Some time later, I discovered that you can buy replacement nibs. Why didn't I know this before? If replacement nibs are available, I'm thinking that the smart thing to do is to get two fast flow nibs and then I'll have two sharp swords to head into battle.

That my friends, is a thing known as 'A Plan'.

Or as my mother would say: "If that's all you have to worry about, things are probably OK."


On the other work-table right now, I'm talking to Robert Borbas and somewhere amongst all of the talk, we should come up with a feature article of some worth. I love what this man does. If you made me point a finger at somebody I thought had the future of his world in the palm of his hand, he would be it. When you're putting out work like this, you don't have to answer to anybody:

Off skin, his work is just as fine:

If you're in the market, you can find him right here - though I guess you might have to wait a while.


OTHER PEOPLE'S STUFF:

If you're in the mood for a movie that will raise your spirits and not crash it brutally onto the rocks towards the end, I've just watched The Dark Horse - and it's a wonderful and beautiful piece of work. You can find it for rent in the iTunes store but that was the extent of my lust to find it - if you're not an iTunes kind of person, it's likely around somewhere. More importantly, who knew a movie about chess could stop you from hitting the pause button, stop you from making coffee and hunting down snacks... or even blinking for that matter.

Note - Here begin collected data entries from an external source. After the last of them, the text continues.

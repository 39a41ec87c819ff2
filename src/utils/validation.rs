use chrono::Utc;
use std::path::Path;

/// Replaces every character outside `[A-Za-z0-9._-]` with `_`.
pub fn sanitize_key_component(name: &str) -> String {
    name.chars()
        .map(|c| {
            if c.is_ascii_alphanumeric() || c == '.' || c == '_' || c == '-' {
                c
            } else {
                '_'
            }
        })
        .collect()
}

/// Object store key for `original_name`, prefixed with the current time in
/// milliseconds.
///
/// Uniqueness is best-effort: the same name uploaded twice within one
/// millisecond yields the same key and the later PUT replaces the earlier one.
pub fn storage_key(original_name: &str) -> String {
    storage_key_at(Utc::now().timestamp_millis(), original_name)
}

pub fn storage_key_at(timestamp_millis: i64, original_name: &str) -> String {
    format!(
        "{}_{}",
        timestamp_millis,
        sanitize_key_component(original_name)
    )
}

/// Extension (with leading dot) to keep on the staged copy of an upload.
/// Empty when the name has none or it is not plain alphanumeric.
pub fn staged_extension(original_name: &str) -> String {
    Path::new(original_name)
        .extension()
        .and_then(|e| e.to_str())
        .filter(|e| !e.is_empty() && e.len() <= 16 && e.chars().all(|c| c.is_ascii_alphanumeric()))
        .map(|e| format!(".{}", e))
        .unwrap_or_default()
}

Away from the beaten track of the multiplex and the industry wheels that make you watch things you didn't really want to, there's magic happening if you choose to look.


In other news of things to buoy your spirits along the way to a watery grave, the new Sixx AM album - Prayers For The Damned - is coming down the line (though not fast enough for my liking) - it's available as a pre-order at your usual pre-order places with the track 'Rise' already out in the world for your delight and testimony. I love it. When it lands, it will look like this:

Meanwhile, over at the place in which you used to hide under the blankets with a torch into the early hours of the morning, John Connolly's new Charlie Parker novel - A Time Of Torment - is also coming and due to land April 7th. The cover looks like this... and for the record, the comment on the front from The Independent does not lie:

With the two things I really look forward to in any given year both out around the same time, the world had better get its act together or it could be a long, desolate summer leading into a long cold winter.


QUOTE OF THE DAY: 

 “If you set yourself to it, you can live the same life, rich or poor. You can keep on with your books and your ideas."